Step One: Rediscovery

Next, let a few years pass before you encounter The ThingTM again. The most common way to re-encounter it is by packing in a move, but less common encounters include going through belongings in storage (likely in a dusty attic or basement filled with cobwebs) or hearing a stranger in public say a phrase that seems innocuous to anyone else but thrusts your mind back to The ThingTM. In the moment of discovery, you shudder, regretting you ever liked The ThingTM. Congratulations! You’ve developed a sense of cringe! Now we can work on helping you love it again, if that’s what you’re interested in.

Step Two: Re-engage

This is the hardest step. In order to realize what you liked about The ThingTM initially, you have to re-engage with The ThingTM. Many people don’t take this step, and continue feeling cringe, but you are not most people. Crack open that book, find a DVD of that show, or go down a wiki-hole of that toy brand LoreTM you loved so much. Surely there’s some nugget you can find that reminds you why you loved The ThingTM in the first place.

Step Three: Think About Why You Feel Cringe, and If It’s Justified

It’s entirely possible you feel cringe about The ThingTM for justified reasons. Perhaps upon re-examination the racist, transphobic, or misogynistic views of the creators of The ThingTM made their way into The ThingTM, which you hadn’t noticed before. In that instance, your path to loving The ThingTM will be more difficult, as any vocalization of love for The ThingTM may cause hurt to the marginalized communities the creators didn’t represent well in their work.1

The other possibility is that the cringe you feel about The ThingTM has nothing to do with The ThingTM itself but is actually tied to how you feel about your younger self when you engaged with The ThingTM. Building your whole identity around a ThingTM ties your feelings about yourself to The ThingTM.

Tweens and teenagers are annoying.
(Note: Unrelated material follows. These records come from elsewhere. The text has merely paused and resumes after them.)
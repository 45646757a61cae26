//! # Example: fan_out
//!
//! Creates 100 children concurrently per batch against a flaky API that starts
//! refusing after a while, with every run and batch event printed by
//! [`LogWriter`](slowstart::LogWriter) and the outcome counted by
//! [`RunTally`](slowstart::RunTally).
//!
//! ## Run
//! ```bash
//! cargo run --example fan_out --features logging
//! ```

use std::sync::Arc;
use std::sync::atomic::{AtomicUsize, Ordering};
use std::time::Duration;

use slowstart::{Batch, LogWriter, RunTally, SlowStart, Subscribe, SubscriberSet, fan_out};
use tokio_util::sync::CancellationToken;

static CREATED: AtomicUsize = AtomicUsize::new(0);

#[tokio::main(flavor = "current_thread")]
async fn main() -> Result<(), Box<dyn std::error::Error>> {
    let runner = SlowStart::default().with_name("replicaset/web");
    let bus = runner.config().bus();
    let runner = runner.with_bus(bus.clone());

    let tally = Arc::new(RunTally::new());
    let subs: Vec<Arc<dyn Subscribe>> = vec![Arc::new(LogWriter::new()), tally.clone()];
    let token = CancellationToken::new();
    let listener = SubscriberSet::new(subs, bus).listen(token.clone());

    let report = runner
        .run_fn(100, |batch: Batch| async move {
            let outcome = fan_out(batch, |i| async move {
                tokio::time::sleep(Duration::from_millis(10)).await;
                if CREATED.fetch_add(1, Ordering::SeqCst) >= 42 {
                    Err(format!("child-{i}: exceeded quota"))
                } else {
                    Ok(())
                }
            })
            .await;
            for err in &outcome.failed {
                println!("[create] {:?}", err);
            }
            outcome.failures()
        })
        .await?;

    token.cancel();
    listener.await?;

    println!(
        "[main] attempted={} skipped={} batches={}",
        report.attempted, report.skipped, report.batches
    );
    if let Some(stats) = tally.get("replicaset/web") {
        println!("[main] tally {stats:?}");
    }
    Ok(())
}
This is a fact of life. No one who has ever stopped being a teenager has wished to be a teenager again. To the teen, everything happens so much and has never happened as much as they are happening in the moment. These big changes in teens’ lives make everything hard. Give your teenage self some grace. Loving The ThingTM probably didn’t hurt anyone. There was probably even some good stuff in The ThingTM that your now-self can enjoy too.

Congratulations, you’ve learned to love (or at least enjoy) The ThingTM you made your whole personality but now feel cringe about in three easy steps (and two you should have done ten to fifteen years ago)!

 

1 Though in the case that the creators later moved on from those opinions it’s more socially acceptable to still enjoy The ThingTM. Look there’s a lot of nuance here that frankly this post doesn’t have the space to get into.